* [What is needed]:
The answer must be every record below, repeated exactly.

* [Stored data entries]:
_ _ _ _ _ _ _

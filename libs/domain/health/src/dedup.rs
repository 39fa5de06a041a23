// [libs/domain/health/src/dedup.rs]
/*!
 * APARATO: DEDUPLICADOR DE REPORTES DE SALUD (C6)
 * RESPONSABILIDAD: IDEMPOTENCIA DE `report_failure` SOBRE
 *    `(release_id, device_id)` DENTRO DE UNA VENTANA DE DEDUPLICACIÓN
 *
 * Reportes duplicados dentro de la ventana actualizan `missing_events`
 * pero no incrementan el contador de fallas dos veces (§4.4, §6).
 */

use std::collections::HashMap;
use std::sync::Mutex;

use chrono::{DateTime, Utc};
use uuid::Uuid;

pub const DEFAULT_DEDUP_WINDOW_SECONDS: i64 = 10 * 60;

/// Mapa concurrente `(release_id, device_id) -> último timestamp visto`.
/// Un reporte es "nuevo" (cuenta para el contador de fallas) solo si no
/// hay entrada, o la entrada es anterior al inicio de la ventana.
pub struct ReportDeduplicator {
    window_seconds: i64,
    seen: Mutex<HashMap<(Uuid, Uuid), DateTime<Utc>>>,
}

impl ReportDeduplicator {
    pub fn new(window_seconds: i64) -> Self {
        Self {
            window_seconds,
            seen: Mutex::new(HashMap::new()),
        }
    }

    pub fn with_default_window() -> Self {
        Self::new(DEFAULT_DEDUP_WINDOW_SECONDS)
    }

    /// Registra el reporte en `now`. Retorna `true` si este reporte debe
    /// contarse (primera vez, o fuera de la ventana de deduplicación de
    /// la última vez visto); `false` si es un duplicado dentro de ventana.
    pub fn observe(&self, release_id: Uuid, device_id: Uuid, now: DateTime<Utc>) -> bool {
        let mut seen = self.seen.lock().expect("dedup mutex poisoned");
        let key = (release_id, device_id);
        let is_fresh = match seen.get(&key) {
            Some(last_seen) => (now - *last_seen).num_seconds() >= self.window_seconds,
            None => true,
        };
        seen.insert(key, now);
        is_fresh
    }
}

#[cfg(test)]
mod tests {
    use super::*;

    #[test]
    fn first_report_is_always_fresh() {
        let dedup = ReportDeduplicator::new(600);
        assert!(dedup.observe(Uuid::new_v4(), Uuid::new_v4(), Utc::now()));
    }

    #[test]
    fn duplicate_within_window_is_not_fresh() {
        let dedup = ReportDeduplicator::new(600);
        let release_id = Uuid::new_v4();
        let device_id = Uuid::new_v4();
        let now = Utc::now();
        assert!(dedup.observe(release_id, device_id, now));
        assert!(!dedup.observe(release_id, device_id, now + chrono::Duration::seconds(60)));
    }

    #[test]
    fn report_after_window_elapses_is_fresh_again() {
        let dedup = ReportDeduplicator::new(600);
        let release_id = Uuid::new_v4();
        let device_id = Uuid::new_v4();
        let now = Utc::now();
        assert!(dedup.observe(release_id, device_id, now));
        assert!(dedup.observe(release_id, device_id, now + chrono::Duration::seconds(601)));
    }

    #[test]
    fn distinct_devices_do_not_dedup_against_each_other() {
        let dedup = ReportDeduplicator::new(600);
        let release_id = Uuid::new_v4();
        let now = Utc::now();
        assert!(dedup.observe(release_id, Uuid::new_v4(), now));
        assert!(dedup.observe(release_id, Uuid::new_v4(), now));
    }
}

_ _ _ _ _ _ _

* [Solution for this task]:
filename libs/domain/health/src/dedup.rs
repository 39fa5de06a041a23
// [libs/domain/health/src/dedup.rs]
/*!
 * APARATO: DEDUPLICADOR DE REPORTES DE SALUD (C6)
 * RESPONSABILIDAD: IDEMPOTENCIA DE `report_failure` SOBRE
 *    `(release_id, device_id)` DENTRO DE UNA VENTANA DE DEDUPLICACIÓN
 *
 * Reportes duplicados dentro de la ventana actualizan `missing_events`
 * pero no incrementan el contador de fallas dos veces (§4.4, §6).
 */

use std::collections::HashMap;
use std::sync::Mutex;

use chrono::{DateTime, Utc};
use uuid::Uuid;

pub const DEFAULT_DEDUP_WINDOW_SECONDS: i64 = 10 * 60;

/// Mapa concurrente `(release_id, device_id) -> último timestamp visto`.
/// Un reporte es "nuevo" (cuenta para el contador de fallas) solo si no
/// hay entrada, o la entrada es anterior al inicio de la ventana.
pub struct ReportDeduplicator {
    window_seconds: i64,
    seen: Mutex<HashMap<(Uuid, Uuid), DateTime<Utc>>>,
}

impl ReportDeduplicator {
    pub fn new(window_seconds: i64) -> Self {
        Self {
            window_seconds,
            seen: Mutex::new(HashMap::new()),
        }
    }

    pub fn with_default_window() -> Self {
        Self::new(DEFAULT_DEDUP_WINDOW_SECONDS)
    }

    /// Registra el reporte en `now`. Retorna `true` si este reporte debe
    /// contarse (primera vez, o fuera de la ventana de deduplicación de
    /// la última vez visto); `false` si es un duplicado dentro de ventana.
    pub fn observe(&self, release_id: Uuid, device_id: Uuid, now: DateTime<Utc>) -> bool {
        let mut seen = self.seen.lock().expect("dedup mutex poisoned");
        let key = (release_id, device_id);
        let is_fresh = match seen.get(&key) {
            Some(last_seen) => (now - *last_seen).num_seconds() >= self.window_seconds,
            None => true,
        };
        seen.insert(key, now);
        is_fresh
    }
}

#[cfg(test)]
mod tests {
    use super::*;

    #[test]
    fn first_report_is_always_fresh() {
        let dedup = ReportDeduplicator::new(600);
        assert!(dedup.observe(Uuid::new_v4(), Uuid::new_v4(), Utc::now()));
    }

    #[test]
    fn duplicate_within_window_is_not_fresh() {
        let dedup = ReportDeduplicator::new(600);
        let release_id = Uuid::new_v4();
        let device_id = Uuid::new_v4();
        let now = Utc::now();
        assert!(dedup.observe(release_id, device_id, now));
        assert!(!dedup.observe(release_id, device_id, now + chrono::Duration::seconds(60)));
    }

    #[test]
    fn report_after_window_elapses_is_fresh_again() {
        let dedup = ReportDeduplicator::new(600);
        let release_id = Uuid::new_v4();
        let device_id = Uuid::new_v4();
        let now = Utc::now();
        assert!(dedup.observe(release_id, device_id, now));
        assert!(dedup.observe(release_id, device_id, now + chrono::Duration::seconds(601)));
    }

    #[test]
    fn distinct_devices_do_not_dedup_against_each_other() {
        let dedup = ReportDeduplicator::new(600);
        let release_id = Uuid::new_v4();
        let now = Utc::now();
        assert!(dedup.observe(release_id, Uuid::new_v4(), now));
        assert!(dedup.observe(release_id, Uuid::new_v4(), now));
    }
}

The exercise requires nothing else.